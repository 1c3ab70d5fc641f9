use crate::errors::McpError;
use serde::{Deserialize, Deserializer, Serialize};
use serde_json::Value;

#[derive(Debug, Deserialize)]
pub struct JsonRpcRequest {
    #[serde(default)]
    pub jsonrpc: Option<String>,
    /// `None` only when the member is absent; an explicit `null` id still gets a reply.
    #[serde(default, deserialize_with = "present_id")]
    pub id: Option<Value>,
    pub method: String,
    #[serde(default)]
    pub params: Value,
}

fn present_id<'de, D>(deserializer: D) -> Result<Option<Value>, D::Error>
where
    D: Deserializer<'de>,
{
    Value::deserialize(deserializer).map(Some)
}

impl JsonRpcRequest {
    pub fn is_notification(&self) -> bool {
        self.id.is_none()
    }

    pub fn param_str(&self, key: &str) -> Option<&str> {
        self.params.get(key).and_then(Value::as_str)
    }
}

#[derive(Debug, Serialize)]
pub struct JsonRpcResponse {
    pub jsonrpc: String,
    pub id: Value,
    #[serde(skip_serializing_if = "Option::is_none")]
    pub result: Option<Value>,
    #[serde(skip_serializing_if = "Option::is_none")]
    pub error: Option<JsonRpcError>,
}

#[derive(Debug, Serialize)]
pub struct JsonRpcError {
    pub code: i32,
    pub message: String,
}

impl JsonRpcResponse {
    pub fn success(id: Value, result: Value) -> Self {
        Self {
            jsonrpc: "2.0".to_string(),
            id,
            result: Some(result),
            error: None,
        }
    }

    pub fn failure(id: Value, error: McpError) -> Self {
        Self {
            jsonrpc: "2.0".to_string(),
            id,
            result: None,
            error: Some(JsonRpcError {
                code: error.code.as_i32(),
                message: error.message,
            }),
        }
    }

    pub fn from_result(id: Value, result: Result<Value, McpError>) -> Self {
        match result {
            Ok(value) => Self::success(id, value),
            Err(err) => Self::failure(id, err),
        }
    }
}

/// A `tools/call` result carrying a single text block.
pub fn text_content(text: impl Into<String>) -> Value {
    serde_json::json!({
        "content": [ { "type": "text", "text": text.into() } ],
        "isError": false,
    })
}

#[cfg(test)]
mod tests {
    use super::*;
    use crate::errors::ErrorCode;

    #[test]
    fn json_rpc_request_allows_missing_id_for_notifications() {
        let raw = r#"{"jsonrpc":"2.0","method":"notifications/initialized","params":{}}"#;
        let parsed: JsonRpcRequest = serde_json::from_str(raw).expect("must parse");
        assert!(parsed.is_notification());
        assert_eq!(parsed.method, "notifications/initialized");
    }

    #[test]
    fn explicit_null_id_is_a_request() {
        let raw = r#"{"jsonrpc":"2.0","id":null,"method":"ping"}"#;
        let parsed: JsonRpcRequest = serde_json::from_str(raw).expect("must parse");
        assert!(!parsed.is_notification());
        assert_eq!(parsed.id, Some(Value::Null));
    }

    #[test]
    fn json_rpc_request_parses_id_and_params() {
        let raw = r#"{"jsonrpc":"2.0","id":1,"method":"resources/read","params":{"uri":"api://x/info"}}"#;
        let parsed: JsonRpcRequest = serde_json::from_str(raw).expect("must parse");
        assert_eq!(parsed.id, Some(serde_json::json!(1)));
        assert_eq!(parsed.param_str("uri"), Some("api://x/info"));
        assert_eq!(parsed.param_str("missing"), None);
    }

    #[test]
    fn failure_serializes_without_result() {
        let response = JsonRpcResponse::failure(
            serde_json::json!(7),
            McpError::new(ErrorCode::MethodNotFound, "Method not found"),
        );
        let value = serde_json::to_value(&response).expect("serialize");
        assert_eq!(value["error"]["code"], -32601);
        assert!(value.get("result").is_none());
        assert_eq!(value["id"], 7);
    }

    #[test]
    fn text_content_wraps_a_single_block() {
        let value = text_content("hi");
        assert_eq!(value["content"][0]["type"], "text");
        assert_eq!(value["content"][0]["text"], "hi");
        assert_eq!(value["content"].as_array().map(Vec::len), Some(1));
    }
}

Exercise directions: In your reply, write out all of the material exactly as it was given.

Written solution:
repository 1c3ab70d5fc641f9
use crate::errors::McpError;
use serde::{Deserialize, Deserializer, Serialize};
use serde_json::Value;

#[derive(Debug, Deserialize)]
pub struct JsonRpcRequest {
    #[serde(default)]
    pub jsonrpc: Option<String>,
    /// `None` only when the member is absent; an explicit `null` id still gets a reply.
    #[serde(default, deserialize_with = "present_id")]
    pub id: Option<Value>,
    pub method: String,
    #[serde(default)]
    pub params: Value,
}

fn present_id<'de, D>(deserializer: D) -> Result<Option<Value>, D::Error>
where
    D: Deserializer<'de>,
{
    Value::deserialize(deserializer).map(Some)
}

impl JsonRpcRequest {
    pub fn is_notification(&self) -> bool {
        self.id.is_none()
    }

    pub fn param_str(&self, key: &str) -> Option<&str> {
        self.params.get(key).and_then(Value::as_str)
    }
}

#[derive(Debug, Serialize)]
pub struct JsonRpcResponse {
    pub jsonrpc: String,
    pub id: Value,
    #[serde(skip_serializing_if = "Option::is_none")]
    pub result: Option<Value>,
    #[serde(skip_serializing_if = "Option::is_none")]
    pub error: Option<JsonRpcError>,
}

#[derive(Debug, Serialize)]
pub struct JsonRpcError {
    pub code: i32,
    pub message: String,
}

impl JsonRpcResponse {
    pub fn success(id: Value, result: Value) -> Self {
        Self {
            jsonrpc: "2.0".to_string(),
            id,
            result: Some(result),
            error: None,
        }
    }

    pub fn failure(id: Value, error: McpError) -> Self {
        Self {
            jsonrpc: "2.0".to_string(),
            id,
            result: None,
            error: Some(JsonRpcError {
                code: error.code.as_i32(),
                message: error.message,
            }),
        }
    }

    pub fn from_result(id: Value, result: Result<Value, McpError>) -> Self {
        match result {
            Ok(value) => Self::success(id, value),
            Err(err) => Self::failure(id, err),
        }
    }
}

/// A `tools/call` result carrying a single text block.
pub fn text_content(text: impl Into<String>) -> Value {
    serde_json::json!({
        "content": [ { "type": "text", "text": text.into() } ],
        "isError": false,
    })
}

#[cfg(test)]
mod tests {
    use super::*;
    use crate::errors::ErrorCode;

    #[test]
    fn json_rpc_request_allows_missing_id_for_notifications() {
        let raw = r#"{"jsonrpc":"2.0","method":"notifications/initialized","params":{}}"#;
        let parsed: JsonRpcRequest = serde_json::from_str(raw).expect("must parse");
        assert!(parsed.is_notification());
        assert_eq!(parsed.method, "notifications/initialized");
    }

    #[test]
    fn explicit_null_id_is_a_request() {
        let raw = r#"{"jsonrpc":"2.0","id":null,"method":"ping"}"#;
        let parsed: JsonRpcRequest = serde_json::from_str(raw).expect("must parse");
        assert!(!parsed.is_notification());
        assert_eq!(parsed.id, Some(Value::Null));
    }

    #[test]
    fn json_rpc_request_parses_id_and_params() {
        let raw = r#"{"jsonrpc":"2.0","id":1,"method":"resources/read","params":{"uri":"api://x/info"}}"#;
        let parsed: JsonRpcRequest = serde_json::from_str(raw).expect("must parse");
        assert_eq!(parsed.id, Some(serde_json::json!(1)));
        assert_eq!(parsed.param_str("uri"), Some("api://x/info"));
        assert_eq!(parsed.param_str("missing"), None);
    }

    #[test]
    fn failure_serializes_without_result() {
        let response = JsonRpcResponse::failure(
            serde_json::json!(7),
            McpError::new(ErrorCode::MethodNotFound, "Method not found"),
        );
        let value = serde_json::to_value(&response).expect("serialize");
        assert_eq!(value["error"]["code"], -32601);
        assert!(value.get("result").is_none());
        assert_eq!(value["id"], 7);
    }

    #[test]
    fn text_content_wraps_a_single_block() {
        let value = text_content("hi");
        assert_eq!(value["content"][0]["type"], "text");
        assert_eq!(value["content"][0]["text"], "hi");
        assert_eq!(value["content"].as_array().map(Vec::len), Some(1));
    }
}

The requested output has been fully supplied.